The hallmark of courage is a firm and resolute adherence
to values in the face of danger.
That is, the courageous individual our community
is prepared to run risks, even significant risks,
rather than sacrificing or betraying
centrally important ideals and commitments.
This implies that if we as a community
are to reclaim courage, we need an extended public conversation
about the risks we face, the values that we share,
and the levels of risk that we are
prepared to endure for the sake of holding on to these values.
We as a community have not had many conversations like this
recently, and yet they are essential for generating
a sense of national solidarity and resolve.
Public debates over risk and value
require, first of all, an honest examination of the dangers
that we actually do face, and that in itself
will be a challenge.
In many cases, we will find that our fears are exaggerated,
but in other respects we are probably not afraid enough.

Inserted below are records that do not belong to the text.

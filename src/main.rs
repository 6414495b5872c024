// Entry point and high-level CLI flow.
//
// With a CSV path on the command line the binary runs once: console report,
// PDF export, optional JSON/CSV exports. Without one it opens a small menu:
// - Option [1] loads a CSV and prints the report; a new load replaces the
//   previous one.
// - Option [2] prints the current report again.
// - Option [3] exports the current report.
use anyhow::{Context, Result};
use clap::Parser;
use env_logger::Env;
use insights_automator::output::print_run;
use insights_automator::summary::RecommendationMode;
use insights_automator::util::format_int;
use insights_automator::{run, RunContext, RunOptions, DEFAULT_PDF_NAME, PDF_MIME_TYPE};
use std::io::{self, Write};
use std::path::{Path, PathBuf};

#[derive(Parser)]
#[command(author, version, about, long_about = None)]
struct Cli {
    /// Sales CSV export (Stripe, Shopify, ...). Opens the menu when omitted.
    input: Option<PathBuf>,

    /// PDF report path
    #[arg(short, long, default_value = DEFAULT_PDF_NAME)]
    output: PathBuf,

    /// Also write a JSON summary to this path
    #[arg(long)]
    json: Option<PathBuf>,

    /// Also write monthly/product CSV tables into this directory
    #[arg(long, value_name = "DIR")]
    export_csv: Option<PathBuf>,

    /// Rows shown in the data preview
    #[arg(long, default_value_t = 5)]
    preview_rows: usize,

    /// Number of products in the ranking
    #[arg(long, default_value_t = 5, value_parser = clap::value_parser!(u16).range(1..))]
    top: u16,

    /// Keep the diagnostic sentence out of the PDF recommendation section
    #[arg(long)]
    static_recommendation: bool,

    /// Debug logging
    #[arg(short, long)]
    verbose: bool,
}

impl Cli {
    fn options(&self) -> RunOptions {
        RunOptions {
            top_n: usize::from(self.top),
            preview_rows: self.preview_rows,
            recommendation: if self.static_recommendation {
                RecommendationMode::Static
            } else {
                RecommendationMode::WithDiagnostic
            },
            pdf_path: self.output.clone(),
            json_path: self.json.clone(),
            csv_dir: self.export_csv.clone(),
        }
    }
}

/// Read a single line of input after printing `prompt`. `None` on end of input.
fn read_line(prompt: &str) -> Option<String> {
    print!("{}", prompt);
    let _ = io::stdout().flush();
    let mut buf = String::new();
    match io::stdin().read_line(&mut buf) {
        Ok(0) | Err(_) => None,
        Ok(_) => Some(buf.trim().to_string()),
    }
}

fn export(ctx: &RunContext, options: &RunOptions) -> Result<()> {
    let exported = ctx
        .export(options)
        .with_context(|| format!("échec de l'export du rapport pour {}", ctx.source))?;
    if let Some(pdf) = &exported.pdf {
        println!("Rapport PDF enregistré : {} ({})", pdf.display(), PDF_MIME_TYPE);
    }
    if let Some(json) = &exported.json {
        println!("Résumé JSON : {}", json.display());
    }
    for csv in &exported.csv {
        println!("Table CSV : {}", csv.display());
    }
    println!();
    Ok(())
}

/// Handle option [1]: load a file and show its report.
///
/// A failed load leaves no report behind; the previous one is discarded too.
fn handle_load(current: &mut Option<RunContext>, options: &RunOptions) {
    let path = read_line("Chemin du fichier CSV : ").unwrap_or_default();
    if path.is_empty() {
        println!("Aucun fichier indiqué.\n");
        return;
    }
    *current = None;
    match run(Path::new(&path), options) {
        Ok(ctx) => {
            print_run(&ctx, options.preview_rows);
            *current = Some(ctx);
        }
        Err(e) => {
            eprintln!("Erreur : {}\n", e);
        }
    }
}

fn with_report(current: &Option<RunContext>, f: impl FnOnce(&RunContext)) {
    match current {
        Some(ctx) => f(ctx),
        None => println!("Erreur : aucune donnée chargée. Charge d'abord un fichier CSV (option 1).\n"),
    }
}

fn menu(options: &RunOptions) {
    let mut current: Option<RunContext> = None;
    loop {
        println!("Business Insights Automator+");
        println!("[1] Charger un fichier CSV");
        println!("[2] Afficher le rapport");
        println!("[3] Exporter le PDF");
        println!("[0] Quitter\n");
        let Some(choice) = read_line("Ton choix : ") else {
            println!();
            break;
        };
        match choice.as_str() {
            "1" => handle_load(&mut current, options),
            "2" => with_report(&current, |ctx| print_run(ctx, options.preview_rows)),
            "3" => with_report(&current, |ctx| {
                if let Err(e) = export(ctx, options) {
                    eprintln!("Erreur : {:#}\n", e);
                }
            }),
            "0" => {
                println!("Au revoir.");
                break;
            }
            _ => println!("Choix invalide. Tape 0, 1, 2 ou 3.\n"),
        }
    }
}

fn main() -> Result<()> {
    let cli = Cli::parse();
    let level = if cli.verbose { "debug" } else { "info" };
    env_logger::Builder::from_env(Env::default().default_filter_or(level)).init();

    let options = cli.options();
    let Some(input) = cli.input.as_ref() else {
        menu(&options);
        return Ok(());
    };

    let ctx = run(input, &options).with_context(|| format!("impossible de construire le rapport à partir de {}", input.display()))?;
    print_run(&ctx, options.preview_rows);
    export(&ctx, &options)?;
    println!(
        "{} ventes analysées sur {} mois.",
        format_int(ctx.aggregates.row_count),
        ctx.aggregates.monthly.len()
    );
    Ok(())
}
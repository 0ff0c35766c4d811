//! An embeddable, completion-based (Windows I/O Completion Port) TCP server core.
//!
//! The host process links this crate, supplies a callback, and the engine accepts connections,
//! reads inbound bytes, invokes the callback, and writes a response back — sustaining many
//! concurrent connections via a bounded pool of worker threads draining a single completion
//! queue.
//!
//! Two surfaces are exposed:
//! - [`ServerConfig`]/[`ServerBuilder`]/[`Engine`]: the safe Rust-native API, for embedders
//!   linking this crate as an `rlib`.
//! - The `extern "C"` functions in `ffi` (`initialize_server`, `start_server`,
//!   `shutdown_server`): the stable ABI for non-Rust hosts linking the `cdylib`.

mod completion_port;
mod config;
mod conn;
mod dispatcher;
mod engine;
mod error;
mod ffi;
mod listener;
mod op;
mod submit;
mod winsock;

pub use config::{ServerBuilder, ServerConfig};
pub use engine::{Engine, RawCallback};
pub use error::{Error, Result};
pub use op::READ_BUFFER_LEN;
//! Given a completed `Op`, advances the per-connection state machine. This is the hot path;
//! every completion drained by every worker thread passes through [`dispatch`].

use crate::completion_port::Completion;
use crate::conn::{Conn, ConnHandle};
use crate::engine::EngineShared;
use crate::op::{Op, OpBody, READ_BUFFER_LEN};
use crate::submit::{post_read, post_write};
use std::os::raw::c_char;
use tracing::{event, Level};
use windows::Win32::Networking::WinSock::SOCKET;

/// Dispatches one dequeued completion. Always called from a worker thread; the host callback is
/// never invoked from the thread driving initialization or shutdown.
pub(crate) fn dispatch(shared: &EngineShared, completion: Completion) {
    let Completion::Io {
        conn_key,
        op,
        bytes_transferred,
        success,
    } = completion
    else {
        unreachable!("the worker loop handles Completion::Shutdown before calling dispatch");
    };

    // Moves the Op's tag-specific payload out of the box; the now-empty shell (and its
    // `overlapped` field) is dropped at the end of this match, releasing the Op once its
    // completion has been fully handled.
    let Op { body, .. } = *op;
    match body {
        OpBody::Accept {
            accept_socket,
            conn,
            ..
        } => handle_accept(shared, accept_socket, conn, success),
        OpBody::Read { buf } => handle_read(shared, conn_key, buf, bytes_transferred, success),
        OpBody::Write { payload } => handle_write(conn_key, payload, success),
    }
}

/// Accept completed: bind the new socket to the completion queue, keep accepting in parallel,
/// and post the connection's first Read.
fn handle_accept(shared: &EngineShared, accept_socket: SOCKET, conn: Box<Conn>, success: bool) {
    if !success {
        // Accept path failures after startup are not retried: the engine stops accepting but
        // continues servicing existing connections until shutdown. We do not re-post an Accept
        // here; the accept loop has halted.
        event!(
            Level::ERROR,
            "Accept completed with failure; accept loop is halting"
        );
        unsafe {
            let _ = windows::Win32::Networking::WinSock::closesocket(accept_socket);
        }
        drop(conn);
        return;
    }

    let conn_ptr = Box::into_raw(conn);

    if let Err(e) = shared
        .completion_port
        .associate(accept_socket, conn_ptr as usize)
    {
        event!(
            Level::ERROR,
            message = "failed to associate accepted socket with completion queue",
            error = %e
        );
        close_conn(conn_ptr);

        if let Err(e) = shared.listener.post_accept() {
            event!(Level::ERROR, message = "failed to post next accept", error = %e);
        }
        return;
    }

    // Keep acceptance self-renewing before doing anything else with the new connection: each
    // Accept completion posts the next Accept before processing the connection it just handed
    // back.
    if let Err(e) = shared.listener.post_accept() {
        event!(
            Level::ERROR,
            message = "failed to post next accept; accept loop is halting",
            error = %e
        );
    }

    // SAFETY: `conn_ptr` points at the `Conn` we just associated; nothing else has touched it,
    // and no other I/O is outstanding against it yet.
    if let Err(e) = unsafe { post_read(conn_ptr) } {
        event!(
            Level::DEBUG,
            message = "failed to post initial read on accepted connection",
            error = %e
        );
        close_conn(conn_ptr);
    }
}

/// Read completed: zero bytes means the peer closed its write half; otherwise hand the bytes to
/// the host callback and post the response write.
fn handle_read(
    shared: &EngineShared,
    conn_key: usize,
    buf: Box<[u8; READ_BUFFER_LEN]>,
    bytes_transferred: u32,
    success: bool,
) {
    let conn_ptr = conn_key as *mut Conn;

    if !success || bytes_transferred == 0 {
        event!(Level::TRACE, "read completed with no data; closing connection");
        close_conn(conn_ptr);
        return;
    }

    let n = bytes_transferred as usize;
    let callback_result = invoke_callback(shared, conn_ptr, &buf, n);

    // The callback's return value selects how many of the `n` bytes just read are echoed back
    // (clamped to `n`), with a negative value closing the connection instead of writing.
    if callback_result < 0 {
        event!(Level::TRACE, "callback requested connection close");
        close_conn(conn_ptr);
        return;
    }

    let echo_len = (callback_result as usize).min(n);
    let payload = buf[..echo_len].to_vec();
    drop(buf);

    // SAFETY: `conn_ptr` is still the sole outstanding I/O's connection; we are about to post
    // exactly one Write against it, preserving the single-outstanding-I/O invariant.
    if let Err(e) = unsafe { post_write(conn_ptr, payload) } {
        event!(Level::DEBUG, message = "failed to post write", error = %e);
        close_conn(conn_ptr);
    }
}

/// Write completed: release the Write Op's owned payload and post a new Read.
fn handle_write(conn_key: usize, payload: Vec<u8>, success: bool) {
    let conn_ptr = conn_key as *mut Conn;
    drop(payload);

    if !success {
        event!(Level::TRACE, "write completed with failure; closing connection");
        close_conn(conn_ptr);
        return;
    }

    // SAFETY: the Write that just completed was the sole outstanding I/O on this Conn; posting
    // the next Read preserves the single-outstanding-I/O invariant.
    if let Err(e) = unsafe { post_read(conn_ptr) } {
        event!(Level::DEBUG, message = "failed to post read after write", error = %e);
        close_conn(conn_ptr);
    }
}

/// Reclaims and tears down a `Conn`: destroyed when a Read completes with zero bytes, a Read or
/// Write completes with failure, or the engine shuts down with the connection still open.
fn close_conn(conn: *mut Conn) {
    // SAFETY: callers only pass a `conn` pointer they are abandoning (no further I/O will be
    // posted against it going forward), and each `Conn` is closed at most once by construction
    // of the call graph above.
    let conn = unsafe { Box::from_raw(conn) };
    conn.close();
    drop(conn);
}

/// Invokes the host callback with the bytes just read. `conn_ptr` outlives the call: the `Conn`
/// is not reclaimed until a later, separate completion.
fn invoke_callback(
    shared: &EngineShared,
    conn_ptr: *mut Conn,
    buf: &[u8; READ_BUFFER_LEN],
    n: usize,
) -> i32 {
    let handle = ConnHandle::from_conn(conn_ptr);
    let data_ptr = buf.as_ptr() as *const c_char;

    // SAFETY: the callback is a host-supplied function pointer, validated non-null at
    // initialization; `data_ptr` is valid for `n` bytes for the duration of this call, and the
    // host must not retain `data_ptr` or `handle` beyond it.
    unsafe { (shared.callback)(handle.as_raw(), data_ptr, n as i32) }
}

In any case, once we have attained
some measure of sober realism about the dangers we face,
we will be in a position to debate
which kinds and levels of risks are worth it given
the values that are at stake.
Are we prepared to give up some measure of security
in order to maintain a relatively open and tolerant
society?
Are we willing to rule out unjust or cruel practices
such as torture even for the sake of securing greater
safety?
These are two examples of a range of hard questions
that we as a society need to discuss in order
to develop the quality of reflective firmness
that is central to courage.
This brings me to a second strategy.
A serious consideration of danger and risk
is difficult, and yet necessary, because dangers frighten us.
But these considerations are not only frightening.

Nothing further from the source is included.